Task instructions » After finding the line that includes "async fn resume(&self, id: &str)" in the records below, transcribe it and each line after it through the last, exactly, and add nothing.

Stored items
__________
#![allow(dead_code)]

use std::collections::BTreeMap;
use std::fs;
use std::os::unix::fs::PermissionsExt;
use std::path::{Path, PathBuf};
use std::sync::Arc;
use std::sync::atomic::{AtomicUsize, Ordering};
use std::time::Duration;

use anyhow::anyhow;
use async_trait::async_trait;
use tokio::sync::Mutex;

use common::{WorkloadSnapshot, WorkloadState, WorkloadStatus};
use rkd::config::{DaemonArgs, EffectiveConfig, load};
use rkd::recovery::WorkloadManager;
use rkd::supervisor::runtime::NativeRuntime;
use rkd::supervisor::{LaunchOptions, Supervisor};

pub fn rkd_bin() -> PathBuf {
    PathBuf::from(env!("CARGO_BIN_EXE_rkd"))
}

pub fn free_port() -> u16 {
    let listener = std::net::TcpListener::bind("127.0.0.1:0").unwrap();
    listener.local_addr().unwrap().port()
}

pub fn tcp_listen(port: u16) -> String {
    format!("tcp://127.0.0.1:{port}")
}

/// Daemon flags keeping every path inside `dir`.
pub fn args_in(dir: &Path, listen: &[String]) -> DaemonArgs {
    DaemonArgs {
        config_file: Some(empty_config(dir)),
        listen: listen.to_vec(),
        pidfile: Some(dir.join("rkd.pid").display().to_string()),
        home_dir: Some(dir.join("home").display().to_string()),
        ..Default::default()
    }
}

pub fn config_in(dir: &Path, listen: &[String]) -> EffectiveConfig {
    load(&args_in(dir, listen)).unwrap()
}

/// An explicit empty file keeps a host-wide /etc/rkd/config.json out of the tests.
pub fn empty_config(dir: &Path) -> PathBuf {
    let path = dir.join("empty.json");
    if !path.exists() {
        fs::write(&path, "").unwrap();
    }
    path
}

pub fn launch_options(program: PathBuf, dir: &Path) -> LaunchOptions {
    LaunchOptions::new(program, dir.join("state"))
        .with_start_timeout(Duration::from_secs(10))
        .with_stop_timeout(Duration::from_secs(5))
        .with_env("RUST_LOG", "debug")
}

pub fn supervisor_in(dir: &Path) -> Supervisor {
    Supervisor::new(
        Arc::new(NativeRuntime::new()),
        launch_options(rkd_bin(), dir),
    )
}

/// Writes an executable shell script standing in for the daemon binary.
pub fn fake_daemon(dir: &Path, body: &str) -> PathBuf {
    let path = dir.join("fake-daemon");
    fs::write(&path, format!("#!/bin/sh\n{body}\n")).unwrap();
    fs::set_permissions(&path, fs::Permissions::from_mode(0o755)).unwrap();
    path
}

/// Whether `pid` is gone or only left as a zombie.
pub fn is_dead(pid: u32) -> bool {
    match fs::read_to_string(format!("/proc/{pid}/stat")) {
        Ok(stat) => stat
            .rsplit_once(')')
            .map(|(_, rest)| rest.trim_start().starts_with('Z'))
            .unwrap_or(false),
        Err(_) => true,
    }
}

pub async fn eventually<F>(mut check: F, bound: Duration) -> bool
where
    F: FnMut() -> bool,
{
    let deadline = tokio::time::Instant::now() + bound;
    while tokio::time::Instant::now() < deadline {
        if check() {
            return true;
        }
        tokio::time::sleep(Duration::from_millis(50)).await;
    }
    check()
}

/// In-memory workload manager. Running workloads drop to `exited` when the
/// daemon goes away, like containers losing their shim.
#[derive(Default)]
pub struct FakeWorkloads {
    workloads: Mutex<BTreeMap<String, (WorkloadSnapshot, WorkloadStatus)>>,
    empty_listings: AtomicUsize,
    failing_resumes: Mutex<Vec<String>>,
    stuck: Mutex<Vec<String>>,
    pub resume_calls: AtomicUsize,
}

impl FakeWorkloads {
    pub fn new() -> Arc<Self> {
        Arc::new(Self::default())
    }

    pub async fn add(&self, snapshot: WorkloadSnapshot, status: WorkloadStatus) {
        self.workloads
            .lock()
            .await
            .insert(snapshot.id.clone(), (snapshot, status));
    }

    /// The next `n` listings come back empty.
    pub fn report_empty(&self, n: usize) {
        self.empty_listings.store(n, Ordering::SeqCst);
    }

    pub async fn fail_resume_of(&self, id: &str) {
        self.failing_resumes.lock().await.push(id.to_string());
    }

    /// Resume succeeds but the workload never reaches `running`.
    pub async fn never_runs(&self, id: &str) {
        self.stuck.lock().await.push(id.to_string());
    }

    pub async fn daemon_lost(&self) {
        for (_, status) in self.workloads.lock().await.values_mut() {
            if *status == WorkloadStatus::Running {
                *status = WorkloadStatus::Exited;
            }
        }
    }

    pub async fn status_of(&self, id: &str) -> Option<WorkloadStatus> {
        self.workloads.lock().await.get(id).map(|(_, s)| *s)
    }

    pub async fn statuses(&self) -> BTreeMap<String, WorkloadStatus> {
        self.workloads
            .lock()
            .await
            .iter()
            .map(|(id, (_, s))| (id.clone(), *s))
            .collect()
    }
}

#[async_trait]
impl WorkloadManager for FakeWorkloads {
    async fn list_workloads(&self) -> anyhow::Result<Vec<WorkloadSnapshot>> {
        let pending = self.empty_listings.load(Ordering::SeqCst);
        if pending > 0 {
            self.empty_listings.store(pending - 1, Ordering::SeqCst);
            return Ok(Vec::new());
        }
        Ok(self
            .workloads
            .lock()
            .await
            .values()
            .map(|(snapshot, _)| snapshot.clone())
            .collect())
    }

    async fn resume(&self, id: &str) -> anyhow::Result<()> {
        self.resume_calls.fetch_add(1, Ordering::SeqCst);
        if self.failing_resumes.lock().await.iter().any(|f| f == id) {
            return Err(anyhow!("cannot resume {id}"));
        }
        let stuck = self.stuck.lock().await.iter().any(|s| s == id);
        let mut workloads = self.workloads.lock().await;
        let (_, status) = workloads
            .get_mut(id)
            .ok_or_else(|| anyhow!("no such workload {id}"))?;
        *status = if stuck {
            WorkloadStatus::Restarting
        } else {
            WorkloadStatus::Running
        };
        Ok(())
    }

    async fn inspect(&self, id: &str) -> anyhow::Result<WorkloadState> {
        let workloads = self.workloads.lock().await;
        let (_, status) = workloads
            .get(id)
            .ok_or_else(|| anyhow!("no such workload {id}"))?;
        Ok(WorkloadState {
            status: *status,
            pid: None,
        })
    }
}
__________
Result of the task »
    async fn resume(&self, id: &str) -> anyhow::Result<()> {
        self.resume_calls.fetch_add(1, Ordering::SeqCst);
        if self.failing_resumes.lock().await.iter().any(|f| f == id) {
            return Err(anyhow!("cannot resume {id}"));
        }
        let stuck = self.stuck.lock().await.iter().any(|s| s == id);
        let mut workloads = self.workloads.lock().await;
        let (_, status) = workloads
            .get_mut(id)
            .ok_or_else(|| anyhow!("no such workload {id}"))?;
        *status = if stuck {
            WorkloadStatus::Restarting
        } else {
            WorkloadStatus::Running
        };
        Ok(())
    }

    async fn inspect(&self, id: &str) -> anyhow::Result<WorkloadState> {
        let workloads = self.workloads.lock().await;
        let (_, status) = workloads
            .get(id)
            .ok_or_else(|| anyhow!("no such workload {id}"))?;
        Ok(WorkloadState {
            status: *status,
            pid: None,
        })
    }
}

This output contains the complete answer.